# How to avoid being swamped at Farmington Bay



## maverick9465 (Nov 21, 2016)

Earlier in the year I was given a canoe-like boat that I'd like to use in duck hunting. I'd like to try it out at Farmington Bay to get away from the million people on the dikes and out to more open water heading west, but it seems like all the ways to do that involve narrow channels. I'm about 95% sure that if an airboat or even mudboat for that matter passed me as I was paddling along that I'd be swamped in no time. Any tips on entrance points that may have less traffic?


----------



## Bax* (Dec 14, 2008)

That's a scary thought to consider given that you could potentially have your waders on at that point.

I don't have any suggestions for entrance points, but please be careful.


----------



## maverick9465 (Nov 21, 2016)

Bax* said:


> That's a scary thought to consider given that you could potentially have your waders on at that point.
> 
> I don't have any suggestions for entrance points, but please be careful.


Yes, exactly!


----------



## LostLouisianian (Oct 11, 2010)

Paddler could give you some tips


----------



## Fowlmouth (Oct 4, 2008)

Airboats are confined to the GSL only, they are not allowed inside the impoundments. Unit 2 would be a good one to try. A lot less boats. I see a lot of paddle boats/canoes on Turpin, but you will be competing with the bulk of motorboats out there.


----------



## paddler (Jul 17, 2009)

I paddled nearly the length of the Turpin today. A few MM passed me, but they don't throw much of a wake. Also, the Utah Boating Rules mandate wakeless speeds within 150 feet of another boat. One MM veered out of his way to keep a good distance, and I'm sure most of these guys are very considerate. You'll be fine. Unit 1 is wide open, as is Unit 2. The Turpin channel is deep near the dike, and lots of MM use it. It's easy enough to stay a ways from the channel. If you paddle in the dark, use lights so others can see you. I think the risk is way overblown. Just choose your days and times.


----------



## maverick9465 (Nov 21, 2016)

Paddler, this is fantastic info. I'm embarrassed to admit that until today I didn't even know FB was divided up into units. Thank you for the insight!


----------



## taxidermist (Sep 11, 2007)

I sold all my waterfowl gear years ago. (boat, dekes, etc.) simply because of the swarms of inconsiderate hunters, and crowding. 

What I saved in time, equipment, and peace of mind, I can go to Canada and have two great hunts a year. I shoot more birds than I can here too! Do it once and you'll be hooked for life.


----------



## paddler (Jul 17, 2009)

I suppose it depends on why you hunt. If numbers are the goal, then hunting locally isn't your best bet. Certainly you're likely to shoot more birds up in Canada. Yesterday I paddled about 7 miles, fired one shot and killed one duck. It was a thoroughly enjoyable day. Saw lots of birds and took one of my favorites home for dinner. I probably could have shot more, and had a drake wigeon land in the decoys.

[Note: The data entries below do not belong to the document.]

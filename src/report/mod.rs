//! HTML report generation
//!
//! Self-contained HTML files written next to where the user ran the tool
//! (or the configured report directory). All user- and generator-supplied
//! text is escaped; nothing else in the crate emits HTML.

mod article;
mod daily;
mod words;

pub use article::write_article_report;
pub use daily::{render_daily_report, write_daily_report};
pub use words::{render_words_report, write_words_report};

use std::path::{Path, PathBuf};

use anyhow::{Context, Result};
use chrono::Local;

/// Escape the five HTML special characters
pub(crate) fn escape_html(text: &str) -> String {
    text.replace('&', "&amp;")
        .replace('<', "&lt;")
        .replace('>', "&gt;")
        .replace('"', "&quot;")
        .replace('\'', "&#39;")
}

/// CSS class for a 0-10 score
pub(crate) fn score_class(score: u8) -> &'static str {
    if score >= 8 {
        "score-high"
    } else if score >= 5 {
        "score-medium"
    } else {
        "score-low"
    }
}

/// `{prefix}_{yyyyMMdd_HHmmss}.html`, with a `_{n}` suffix if that
/// name is already taken
pub(crate) fn unique_report_path(dir: &Path, prefix: &str) -> PathBuf {
    let timestamp = Local::now().format("%Y%m%d_%H%M%S");
    let mut path = dir.join(format!("{prefix}_{timestamp}.html"));
    let mut counter = 1;
    while path.exists() && counter < 100 {
        path = dir.join(format!("{prefix}_{timestamp}_{counter}.html"));
        counter += 1;
    }
    path
}

pub(crate) fn write_report(dir: &Path, prefix: &str, html: &str) -> Result<PathBuf> {
    std::fs::create_dir_all(dir)
        .with_context(|| format!("Failed to create {}", dir.display()))?;
    let path = unique_report_path(dir, prefix);
    std::fs::write(&path, html)
        .with_context(|| format!("Failed to write {}", path.display()))?;
    Ok(path)
}

/// Footer timestamp shown on every report
pub(crate) fn generated_at() -> String {
    Local::now().format("%Y-%m-%d %H:%M:%S").to_string()
}

#[cfg(test)]
mod tests {
    use super::*;

    #[test]
    fn test_escape_html() {
        assert_eq!(
            escape_html(r#"<b>"A & B's"</b>"#),
            "&lt;b&gt;&quot;A &amp; B&#39;s&quot;&lt;/b&gt;"
        );
        assert_eq!(escape_html("plain"), "plain");
    }

    #[test]
    fn test_score_class_bands() {
        assert_eq!(score_class(10), "score-high");
        assert_eq!(score_class(8), "score-high");
        assert_eq!(score_class(7), "score-medium");
        assert_eq!(score_class(5), "score-medium");
        assert_eq!(score_class(4), "score-low");
        assert_eq!(score_class(0), "score-low");
    }

    #[test]
    fn test_unique_report_path_adds_counter() {
        let dir = tempfile::tempdir().unwrap();
        let first = unique_report_path(dir.path(), "IELTS_Report");
        std::fs::write(&first, "x").unwrap();
        let second = unique_report_path(dir.path(), "IELTS_Report");
        assert_ne!(first, second);
        assert!(second.to_string_lossy().ends_with("_1.html"));
    }
}
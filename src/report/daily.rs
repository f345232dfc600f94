//! Daily review report: one day's learning records with fresh review sentences

use std::collections::HashMap;
use std::path::{Path, PathBuf};

use anyhow::Result;

use crate::review::fallback_sentence;
use crate::types::WordLearningRecord;

use super::{escape_html, generated_at, score_class, write_report};

const STYLE: &str = r#"        * { margin: 0; padding: 0; box-sizing: border-box; }
        body { font-family: 'Segoe UI', Tahoma, Geneva, Verdana, sans-serif; background: linear-gradient(135deg, #667eea 0%, #764ba2 100%); padding: 20px; min-height: 100vh; }
        .container { max-width: 1200px; margin: 0 auto; background: white; border-radius: 15px; box-shadow: 0 20px 60px rgba(0,0,0,0.3); overflow: hidden; }
        .header { background: linear-gradient(135deg, #667eea 0%, #764ba2 100%); color: white; padding: 40px; text-align: center; }
        .header h1 { font-size: 2.5em; margin-bottom: 10px; }
        .header p { font-size: 1.1em; opacity: 0.9; }
        .content { padding: 40px; }
        .stats { display: grid; grid-template-columns: repeat(auto-fit, minmax(200px, 1fr)); gap: 20px; margin-bottom: 40px; }
        .stat-card { background: linear-gradient(135deg, #f5f7fa 0%, #c3cfe2 100%); padding: 25px; border-radius: 10px; text-align: center; box-shadow: 0 4px 6px rgba(0,0,0,0.1); }
        .stat-card h3 { color: #555; font-size: 0.9em; margin-bottom: 10px; text-transform: uppercase; }
        .stat-card .value { font-size: 2.5em; font-weight: bold; color: #667eea; margin: 0; }
        .section { margin-bottom: 40px; }
        .section h2 { color: #667eea; font-size: 1.8em; margin-bottom: 20px; padding-bottom: 10px; border-bottom: 3px solid #667eea; }
        table { width: 100%; border-collapse: collapse; margin-top: 20px; }
        th, td { padding: 15px; text-align: left; border-bottom: 1px solid #ddd; }
        th { background: linear-gradient(135deg, #667eea 0%, #764ba2 100%); color: white; font-weight: 600; }
        tr:hover { background-color: #f5f5f5; }
        .word { font-weight: bold; color: #667eea; font-size: 1.1em; }
        .score { text-align: center; font-weight: bold; font-size: 1.2em; }
        .score-high { color: #28a745; }
        .score-medium { color: #ffc107; }
        .score-low { color: #dc3545; }
        .review-sentence { color: #28a745; font-style: italic; margin-top: 5px; }
        .footer { background: #f8f9fa; padding: 20px; text-align: center; color: #666; }"#;

struct DailyStats {
    total: usize,
    answered: usize,
    skipped: usize,
    average: f64,
    high: usize,
    medium: usize,
    low: usize,
}

/// Skipped items land in the "needs improvement" band alongside low-scoring
/// answers; the average covers answered items only
fn daily_stats(records: &[WordLearningRecord]) -> DailyStats {
    let answered: Vec<&WordLearningRecord> = records.iter().filter(|r| !r.skipped).collect();
    let skipped = records.len() - answered.len();
    let average = if answered.is_empty() {
        0.0
    } else {
        answered.iter().map(|r| r.score as f64).sum::<f64>() / answered.len() as f64
    };
    DailyStats {
        total: records.len(),
        answered: answered.len(),
        skipped,
        average,
        high: answered.iter().filter(|r| r.score >= 8).count(),
        medium: answered.iter().filter(|r| r.score >= 5 && r.score < 8).count(),
        low: skipped + answered.iter().filter(|r| r.score < 5).count(),
    }
}

pub fn render_daily_report(
    date_key: &str,
    records: &[WordLearningRecord],
    review_sentences: &HashMap<String, String>,
) -> String {
    let stats = daily_stats(records);

    let mut rows = String::new();
    for record in records {
        let review = review_sentences
            .get(&record.word)
            .cloned()
            .unwrap_or_else(|| fallback_sentence(&record.word));
        rows.push_str("                        <tr>\n");
        rows.push_str(&format!(
            "                            <td class=\"word\">{}</td>\n",
            escape_html(&record.word),
        ));
        rows.push_str(&format!(
            "                            <td>{}</td>\n",
            escape_html(&record.sentence),
        ));
        rows.push_str(&format!(
            "                            <td><span class=\"review-sentence\">{}</span></td>\n",
            escape_html(&review),
        ));
        rows.push_str(&format!(
            "                            <td>{}</td>\n",
            escape_html(&record.user_translation),
        ));
        rows.push_str(&format!(
            "                            <td>{}</td>\n",
            escape_html(&record.corrected_translation),
        ));
        rows.push_str(&format!(
            "                            <td class=\"score {}\">{}/10</td>\n",
            score_class(record.score),
            record.score,
        ));
        rows.push_str("                        </tr>\n");
    }

    format!(
        r#"<!DOCTYPE html>
<html lang="zh-CN">
<head>
    <meta charset="UTF-8">
    <meta name="viewport" content="width=device-width, initial-scale=1.0">
    <title>IELTS 每日学习报告 - {date_key}</title>
    <style>
{STYLE}
    </style>
</head>
<body>
    <div class="container">
        <div class="header">
            <h1>📚 IELTS 每日学习报告</h1>
            <p>学习日期: {date_key} | 报告生成时间: {generated}</p>
        </div>
        <div class="content">
            <div class="stats">
                <div class="stat-card"><h3>总单词数</h3><p class="value">{total}</p></div>
                <div class="stat-card"><h3>平均分数</h3><p class="value">{average:.1}/10</p></div>
                <div class="stat-card"><h3>已回答</h3><p class="value">{answered}</p></div>
                <div class="stat-card"><h3>跳过</h3><p class="value">{skipped}</p></div>
                <div class="stat-card"><h3>高分 (≥8)</h3><p class="value">{high}</p></div>
                <div class="stat-card"><h3>中等 (5-7)</h3><p class="value">{medium}</p></div>
                <div class="stat-card"><h3>需改进 (<5)</h3><p class="value">{low}</p></div>
            </div>
            <div class="section">
                <h2>📖 今日复习内容</h2>
                <table>
                    <thead>
                        <tr>
                            <th>单词</th>
                            <th>原始例句</th>
                            <th>复习例句</th>
                            <th>你的翻译</th>
                            <th>修正翻译</th>
                            <th>得分</th>
                        </tr>
                    </thead>
                    <tbody>
{rows}                    </tbody>
                </table>
            </div>
        </div>
        <div class="footer">
            <p>IELTS Trainer - 每日学习报告</p>
        </div>
    </div>
</body>
</html>
"#,
        generated = generated_at(),
        total = stats.total,
        average = stats.average,
        answered = stats.answered,
        skipped = stats.skipped,
        high = stats.high,
        medium = stats.medium,
        low = stats.low,
    )
}

/// Render and write the daily review report, returning its path
pub fn write_daily_report(
    dir: &Path,
    date_key: &str,
    records: &[WordLearningRecord],
    review_sentences: &HashMap<String, String>,
) -> Result<PathBuf> {
    write_report(
        dir,
        "IELTS_Daily_Report",
        &render_daily_report(date_key, records, review_sentences),
    )
}
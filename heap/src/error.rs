use bot::{OffsetTableError, VerifyError};
use thiserror::Error;

use crate::RegionKind;

#[derive(Error, Debug)]
pub enum HeapError {
    #[error("invalid heap settings: {0}")]
    InvalidSettings(&'static str),

    #[error("failed to map {size} bytes of heap memory")]
    MapFailed { size: usize },

    #[error("out of memory allocating {words} words")]
    OutOfMemory { words: usize },

    #[error("block of {words} words does not fit a header")]
    TooLarge { words: usize },

    #[error("region {index} is {kind:?}, expected {expected:?}")]
    RegionState {
        index: usize,
        kind: RegionKind,
        expected: RegionKind,
    },

    #[error(transparent)]
    Table(#[from] OffsetTableError),

    #[error("region {region}: {source}")]
    Verify {
        region: usize,
        #[source]
        source: VerifyError,
    },
}

pub type Result<T> = std::result::Result<T, HeapError>;
use std::{
    ptr,
    sync::{
        Arc,
        atomic::{AtomicU8, AtomicU64, AtomicUsize, Ordering},
    },
};

use bot::{BlockProbe, HEAP_WORD_SIZE, OffsetTable, OffsetTablePart, Space, VerifyError};
use log::debug;
use parking_lot::Mutex;

use crate::{BlockHeader, HeapError, Result};

#[derive(Debug, Clone, Copy, PartialEq, Eq)]
#[repr(u8)]
pub enum RegionKind {
    Free = 0,
    Regular,
    /// First region of a block larger than half a region.
    StartsHumongous,
    /// Every further region the humongous block covers.
    ContinuesHumongous,
}

impl RegionKind {
    #[inline(always)]
    const fn from_raw(raw: u8) -> Self {
        match raw {
            1 => Self::Regular,
            2 => Self::StartsHumongous,
            3 => Self::ContinuesHumongous,
            _ => Self::Free,
        }
    }
}

/// A fixed-size slice of the heap with its own view of the offset table.
///
/// Bump allocation records every block in the table before `top` moves
/// past it, so any address below `top` can be resolved.
#[derive(Debug)]
pub struct HeapRegion {
    index: usize,
    bottom: usize,
    end: usize,
    top: AtomicUsize,
    kind: AtomicU8,
    part: OffsetTablePart,
    alloc_lock: Mutex<()>,
}

impl HeapRegion {
    pub(crate) fn new(
        index: usize,
        table: Arc<OffsetTable>,
        bottom: usize,
        end: usize,
    ) -> Result<Self> {
        Ok(Self {
            index,
            bottom,
            end,
            top: AtomicUsize::new(bottom),
            kind: AtomicU8::new(RegionKind::Free as u8),
            part: OffsetTablePart::new(table, bottom, end)?,
            alloc_lock: Mutex::new(()),
        })
    }

    #[inline]
    pub fn index(&self) -> usize {
        self.index
    }

    #[inline]
    pub fn kind(&self) -> RegionKind {
        RegionKind::from_raw(self.kind.load(Ordering::Acquire))
    }

    pub(crate) fn set_kind(&self, kind: RegionKind) {
        self.kind.store(kind as u8, Ordering::Release);
    }

    pub(crate) fn set_top(&self, top: usize) {
        debug_assert!(top >= self.bottom && top <= self.end);
        self.top.store(top, Ordering::Release);
    }

    #[inline]
    pub fn part(&self) -> &OffsetTablePart {
        &self.part
    }

    #[inline]
    pub fn contains(&self, addr: usize) -> bool {
        addr >= self.bottom && addr < self.end
    }

    pub fn used_bytes(&self) -> usize {
        self.top() - self.bottom
    }

    pub fn free_bytes(&self) -> usize {
        self.end - self.top()
    }

    // ── Headers ───────────────────────────────────────────────────────

    #[inline]
    fn header_word(&self, addr: usize) -> &AtomicU64 {
        assert!(
            self.part.table().contains(addr) && addr % HEAP_WORD_SIZE == 0,
            "{addr:#x} is not a heap word"
        );
        // SAFETY: the table covers exactly the heap mapping, which outlives
        // every region, and `addr` is word aligned inside it
        unsafe { &*(addr as *const AtomicU64) }
    }

    #[inline]
    pub fn header(&self, addr: usize) -> BlockHeader {
        BlockHeader::from_raw(self.header_word(addr).load(Ordering::Acquire))
    }

    pub(crate) fn publish(&self, addr: usize, header: BlockHeader) {
        self.header_word(addr)
            .store(header.to_raw(), Ordering::Release);
    }

    // ── Allocation ────────────────────────────────────────────────────

    /// Bumps `top` by `words` and records the block in the table.
    ///
    /// The block's header stays unpublished until [`ReservedBlock::publish`].
    /// `Ok(None)` when the region has no room left.
    pub fn reserve(&self, words: usize) -> Result<Option<ReservedBlock<'_>>> {
        debug_assert!(words > 0);
        if words > u32::MAX as usize {
            return Err(HeapError::TooLarge { words });
        }
        let _guard = self.alloc_lock.lock();
        let top = self.top.load(Ordering::Relaxed);
        let size = words * HEAP_WORD_SIZE;
        if size > self.end - top {
            return Ok(None);
        }
        let new_top = top + size;
        self.part.alloc_block(top, new_top)?;
        self.top.store(new_top, Ordering::Release);
        Ok(Some(ReservedBlock::new(self, top, words)))
    }

    /// Zeroes the used part of the region and its table entries and gives it
    /// a fresh identity. Stale back-chains of a former humongous run go with it.
    pub(crate) fn reset(&mut self) -> Result<()> {
        let top = *self.top.get_mut();
        // SAFETY: `&mut self` excludes every reader of this region and
        // [bottom, top) lies inside the heap mapping
        unsafe { ptr::write_bytes(self.bottom as *mut u8, 0, top - self.bottom) };
        *self.top.get_mut() = self.bottom;
        *self.kind.get_mut() = RegionKind::Free as u8;
        self.part.table().clear(self.bottom..self.end)?;
        self.part.reset();
        debug!("region {} reset, {} bytes cleared", self.index, top - self.bottom);
        Ok(())
    }

    // ── Lookup ────────────────────────────────────────────────────────

    pub fn block_start(&self, addr: usize) -> Option<usize> {
        self.part.block_start(self, addr)
    }

    pub fn block_start_const(&self, addr: usize) -> Option<usize> {
        self.part.block_start_const(self, addr)
    }

    /// Published blocks from the first one overlapping `bottom` up to `top`.
    pub fn blocks(&self) -> Blocks<'_> {
        let top = self.top();
        let next = if self.kind() == RegionKind::ContinuesHumongous && top > self.bottom {
            self.block_start_const(self.bottom).unwrap_or(self.bottom)
        } else {
            self.bottom
        };
        Blocks {
            region: self,
            next,
            top,
        }
    }

    pub fn verify(&self) -> std::result::Result<(), VerifyError> {
        if self.kind() == RegionKind::Free {
            return Ok(());
        }
        self.part.verify(self)?;
        self.part.verify_block_starts(self)
    }
}

impl Space for HeapRegion {
    fn bottom(&self) -> usize {
        self.bottom
    }

    fn end(&self) -> usize {
        self.end
    }

    fn top(&self) -> usize {
        self.top.load(Ordering::Acquire)
    }

    fn block_size(&self, block: usize) -> usize {
        self.header(block).size_in_words()
    }
}

impl BlockProbe for HeapRegion {
    fn is_initialized(&self, addr: usize) -> bool {
        self.header(addr).is_initialized()
    }
}

/// Iterator over `(start, header)` of a region's blocks.
pub struct Blocks<'r> {
    region: &'r HeapRegion,
    next: usize,
    top: usize,
}

impl Iterator for Blocks<'_> {
    type Item = (usize, BlockHeader);

    fn next(&mut self) -> Option<Self::Item> {
        if self.next >= self.top {
            return None;
        }
        let start = self.next;
        let header = self.region.header(start);
        self.next = start + header.size_in_words() * HEAP_WORD_SIZE;
        Some((start, header))
    }
}

/// Space handed out by [`HeapRegion::reserve`] whose header is not yet
/// visible to lookups.
///
/// Dropping it unpublished turns the space into a filler block.
#[derive(Debug)]
pub struct ReservedBlock<'r> {
    region: &'r HeapRegion,
    addr: usize,
    words: usize,
    published: bool,
}

impl<'r> ReservedBlock<'r> {
    pub(crate) fn new(region: &'r HeapRegion, addr: usize, words: usize) -> Self {
        Self {
            region,
            addr,
            words,
            published: false,
        }
    }

    #[inline]
    pub fn addr(&self) -> usize {
        self.addr
    }

    #[inline]
    pub fn words(&self) -> usize {
        self.words
    }

    /// Makes the block visible. `header` must describe exactly `words`.
    pub fn publish(mut self, header: BlockHeader) -> usize {
        assert_eq!(
            header.size_in_words(),
            self.words,
            "header {header:?} does not match reserved block of {} words",
            self.words
        );
        self.region.publish(self.addr, header);
        self.published = true;
        self.addr
    }
}

impl Drop for ReservedBlock<'_> {
    fn drop(&mut self) {
        if !self.published {
            // reserve() caps blocks at u32::MAX words
            self.region
                .publish(self.addr, BlockHeader::filler(self.words as u32));
        }
    }
}
use std::ptr::NonNull;

#[cfg(unix)]
mod unix {
    use core::ffi::c_void;

    pub const PROT_READ: i32 = 0x1;
    pub const PROT_WRITE: i32 = 0x2;

    pub const MAP_PRIVATE: i32 = 0x02;

    #[cfg(target_os = "linux")]
    pub const MAP_ANON: i32 = 0x20;
    #[cfg(any(target_os = "macos", target_os = "ios"))]
    pub const MAP_ANON: i32 = 0x1000;

    pub const MAP_FAILED: isize = -1;

    /// posix mmap and munmap
    /// # Safety
    /// see valid mmap and munmap usage online
    unsafe extern "C" {
        pub fn mmap(
            addr: *mut c_void,
            length: usize,
            prot: i32,
            flags: i32,
            fd: i32,
            offset: isize,
        ) -> *mut c_void;

        pub fn munmap(addr: *mut c_void, length: usize) -> i32;
    }

    /// Zero-filled, private read/write mapping.
    /// # Safety
    /// null must be checked
    #[inline]
    pub unsafe fn anonymous_mmap(len: usize) -> *mut u8 {
        // SAFETY: no fixed address is requested, the kernel picks the range
        let p = unsafe {
            mmap(
                core::ptr::null_mut(),
                len,
                PROT_READ | PROT_WRITE,
                MAP_PRIVATE | MAP_ANON,
                -1,
                0,
            )
        };
        if (p as isize) == MAP_FAILED {
            core::ptr::null_mut()
        } else {
            p as *mut u8
        }
    }

    /// # Safety
    /// `ptr`/`len` must describe a live mapping from [`anonymous_mmap`]
    #[inline]
    pub unsafe fn anonymous_munmap(ptr: *mut u8, len: usize) {
        // SAFETY: guaranteed by the caller
        let _ = unsafe { munmap(ptr.cast(), len) };
    }
}

pub const OS_PAGE_SIZE: usize = 4096;

/// An anonymous memory reservation, unmapped on drop.
///
/// The memory starts zeroed, which the heap relies on: a zero word is an
/// unpublished block header.
#[derive(Debug)]
pub struct Mapping {
    ptr: NonNull<u8>,
    len: usize,
}

// SAFETY: the mapping is plain memory owned by this value; all shared access
// to its contents goes through atomics or `&mut` borrows of the owner.
unsafe impl Send for Mapping {}
// SAFETY: see above
unsafe impl Sync for Mapping {}

impl Mapping {
    /// Maps `len` bytes, `None` when the kernel refuses.
    #[must_use]
    pub fn new(len: usize) -> Option<Self> {
        debug_assert!(len.is_multiple_of(OS_PAGE_SIZE));
        // SAFETY: the result is null-checked below
        let ptr = unsafe { unix::anonymous_mmap(len) };
        NonNull::new(ptr).map(|ptr| Self { ptr, len })
    }

    #[inline]
    pub fn start(&self) -> usize {
        self.ptr.as_ptr() as usize
    }

    #[inline]
    pub fn len(&self) -> usize {
        self.len
    }

    #[inline]
    pub fn is_empty(&self) -> bool {
        self.len == 0
    }
}

impl Drop for Mapping {
    fn drop(&mut self) {
        // SAFETY: ptr and len come from a successful mmap
        unsafe { unix::anonymous_munmap(self.ptr.as_ptr(), self.len) };
    }
}

#[cfg(test)]
mod tests {
    use super::*;

    #[test]
    fn mapping_is_page_aligned_and_zeroed() {
        let mapping = Mapping::new(4 * OS_PAGE_SIZE).unwrap();
        assert_eq!(mapping.start() % OS_PAGE_SIZE, 0);
        assert_eq!(mapping.len(), 4 * OS_PAGE_SIZE);
        // SAFETY: the range is mapped read/write for the mapping's lifetime
        let bytes = unsafe {
            std::slice::from_raw_parts(mapping.start() as *const u8, mapping.len())
        };
        assert!(bytes.iter().all(|&b| b == 0));
    }
}
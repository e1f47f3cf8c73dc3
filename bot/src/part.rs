//! Per-region view over the shared [`OffsetTable`].
//!
//! A lookup runs in two phases:
//!
//! 1. Walk the table backwards from the card of the queried address,
//!    following back-skip entries until a direct offset names a block start
//!    at or before the card start.
//! 2. Walk forward block by block, using the region's block sizes, until the
//!    block containing the address is found.
//!
//! The allocator keeps the table current through [`OffsetTablePart::alloc_block`];
//! lookups only read entries up to `next_offset_index - 1`, the last card the
//! allocator has published.

use std::sync::{
    Arc,
    atomic::{AtomicBool, AtomicUsize, Ordering},
};

use log::{debug, trace};

use crate::{
    BlockProbe, CARD_SIZE, CARD_WORDS, Entry, HEAP_WORD_SIZE, LOG_CARD_SIZE,
    N_POWERS, OffsetTable, OffsetTableError, Result, Space,
    constants::{
        align_up_to_card, is_card_aligned, pointer_delta, power_to_cards_back,
    },
};

#[derive(Debug)]
pub struct OffsetTablePart {
    table: Arc<OffsetTable>,
    bottom: usize,
    end: usize,
    bottom_index: usize,
    last_index: usize,
    /// First card boundary not yet covered by an allocated block.
    next_offset_threshold: AtomicUsize,
    /// Card index of `next_offset_threshold`.
    next_offset_index: AtomicUsize,
    /// Set for regions that continue a humongous block; their first card
    /// points back into the region where the block starts.
    object_can_span: AtomicBool,
}
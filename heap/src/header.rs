use bot::HEAP_WORD_SIZE;

/// Kind tag stored in byte 0 of a block header. Zero means the header has
/// not been published yet.
#[derive(Debug, Clone, Copy, PartialEq, Eq)]
#[repr(u8)]
pub enum BlockKind {
    ObjectArray = 1,
    PrimitiveArray,
    Filler,
}

impl BlockKind {
    #[inline(always)]
    pub const fn from_raw(raw: u8) -> Option<Self> {
        match raw {
            1 => Some(Self::ObjectArray),
            2 => Some(Self::PrimitiveArray),
            3 => Some(Self::Filler),
            _ => None,
        }
    }
}

/// Element type of a primitive array, byte 1 of the header.
#[derive(Debug, Clone, Copy, PartialEq, Eq)]
#[repr(u8)]
pub enum ElementType {
    U8 = 1,
    U16,
    U32,
    U64,
}

impl ElementType {
    pub const ALL: [Self; 4] = [Self::U8, Self::U16, Self::U32, Self::U64];

    #[inline(always)]
    pub const fn from_raw(raw: u8) -> Option<Self> {
        match raw {
            1 => Some(Self::U8),
            2 => Some(Self::U16),
            3 => Some(Self::U32),
            4 => Some(Self::U64),
            _ => None,
        }
    }

    #[inline(always)]
    pub const fn size(self) -> usize {
        match self {
            Self::U8 => 1,
            Self::U16 => 2,
            Self::U32 => 4,
            Self::U64 => 8,
        }
    }
}

/// The one-word header at the start of every heap block.
///
/// ```text
/// byte 0:    kind (0 = not yet published)
/// byte 1:    element type, primitive arrays only
/// bytes 2‥3: reserved (zero)
/// bytes 4‥7: length: elements for arrays, total words for fillers
/// ```
///
/// Headers are written with a single release store once the block's
/// payload is in place, so a reader that sees a non-zero kind can trust
/// the length.
#[derive(Debug, Clone, Copy, PartialEq, Eq)]
#[repr(transparent)]
pub struct BlockHeader(u64);

impl BlockHeader {
    pub const UNINITIALIZED: Self = Self(0);

    const fn pack(kind: BlockKind, element: u8, length: u32) -> Self {
        Self(kind as u64 | (element as u64) << 8 | (length as u64) << 32)
    }

    /// Array of `length` heap references.
    pub const fn object_array(length: u32) -> Self {
        Self::pack(BlockKind::ObjectArray, 0, length)
    }

    pub const fn primitive_array(element: ElementType, length: u32) -> Self {
        Self::pack(BlockKind::PrimitiveArray, element as u8, length)
    }

    /// Dead space of `words` heap words, header included.
    pub const fn filler(words: u32) -> Self {
        assert!(words > 0);
        Self::pack(BlockKind::Filler, 0, words)
    }

    #[inline(always)]
    pub const fn from_raw(raw: u64) -> Self {
        Self(raw)
    }

    #[inline(always)]
    pub const fn to_raw(self) -> u64 {
        self.0
    }

    #[inline(always)]
    pub const fn kind(self) -> Option<BlockKind> {
        BlockKind::from_raw(self.0 as u8)
    }

    #[inline(always)]
    pub const fn element_type(self) -> Option<ElementType> {
        ElementType::from_raw((self.0 >> 8) as u8)
    }

    #[inline(always)]
    pub const fn length(self) -> u32 {
        (self.0 >> 32) as u32
    }

    #[inline(always)]
    pub const fn is_initialized(self) -> bool {
        self.kind().is_some()
    }

    /// Block size in heap words, header included.
    ///
    /// Unpublished or unknown headers read as one-word blocks so a walk over
    /// them never leaves the mapping.
    pub const fn size_in_words(self) -> usize {
        let length = self.length() as usize;
        match self.kind() {
            Some(BlockKind::ObjectArray) => 1 + length,
            Some(BlockKind::PrimitiveArray) => match self.element_type() {
                Some(element) => {
                    1 + (length * element.size()).div_ceil(HEAP_WORD_SIZE)
                }
                None => 1,
            },
            Some(BlockKind::Filler) => length,
            None => 1,
        }
    }
}
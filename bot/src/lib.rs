mod constants;
mod error;
mod part;
mod space;
mod table;
mod verify;

#[cfg(test)]
mod testing;

pub use constants::*;
pub use error::{OffsetTableError, Result, VerifyError};
pub use part::OffsetTablePart;
pub use space::{BlockProbe, Space};
pub use table::OffsetTable;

I don't shoot them anymore because I've had a few bad ones. It was slow enough that I'll admit I was tempted, but held off and am glad I did. I didn't run into any inconsiderate hunters even on one of the most heavily hunted units in the state. The GSL ecosystem is a treasure which offers nearly unlimited opportunity. A day afield is always a very good thing, numbers mean nothing to me.


----------



## Fowlmouth (Oct 4, 2008)

Another area that is overlooked for canoes/paddle boats is the East entrance. I have NEVER seen a motorboat in that area. Come to think of it I don't believe I have seen a canoe on it either. You would have to jump dikes with a motorboat to do it, where a canoe could go straight through the gate from the parking lot and drop right in. ;-)


----------



## Goshawk (Sep 7, 2007)

A couple years ago when I tried to hunt the east side a lot, I did see a motor boat in that east pond once. It looked like a 14 foot john boat with a longtail. I don't know which way they came in but like you say they had at least one dike to cross and a couple foot bridges to get around. 
I did consider hunting out of a canoe up there but decided I could get to anywhere I wanted to hunt with a lot less hassle by just walking in.


----------



## JerryH (Jun 17, 2014)

There is a good ol guy that hunts it almost daily in a marsh rat. 

Retired guys & construction workers are the worst. They got nothin to do but game hog. Lol


----------



## paddler (Jul 17, 2009)

JerryH said:


> There is a good ol guy that hunts it almost daily in a marsh rat.
> 
> Retired guys & construction workers are the worst. They got nothin to do but game hog. Lol


You got that right. I was at the launch one afternoon and had to wait while some guy was one the phone to one of his clients saying they'd be back to work on his project just as soon as the materials showed up. Pretty funny how he hemmed and hawed. His buddy held the boat for him until he finished and they were off. Coupla weeks.....


----------



## APD (Nov 16, 2008)

south end of ogden bay and south entrance of farmington (off legacy hwy/500s) would be good spots to try with a canoe. i used to hunt one out of the canal by turpin until the mud motors got numerous there after the phrag cleanup. there are a lot of low use areas that a canoe is helpful for. eventually i had less time and a MM became the best way for me to still enjoy the marsh.


----------



## fish-n-fool (May 26, 2009)

Fowlmouth said:


> Another area that is overlooked for canoes/paddle boats is the East entrance. I have NEVER seen a motorboat in that area. Come to think of it I don't believe I have seen a canoe on it either. You would have to jump dikes with a motorboat to do it, where a canoe could go straight through the gate from the parking lot and drop right in. ;-)


Been in there many times with the scanoe. Not much boat traffic at all. ;-)


----------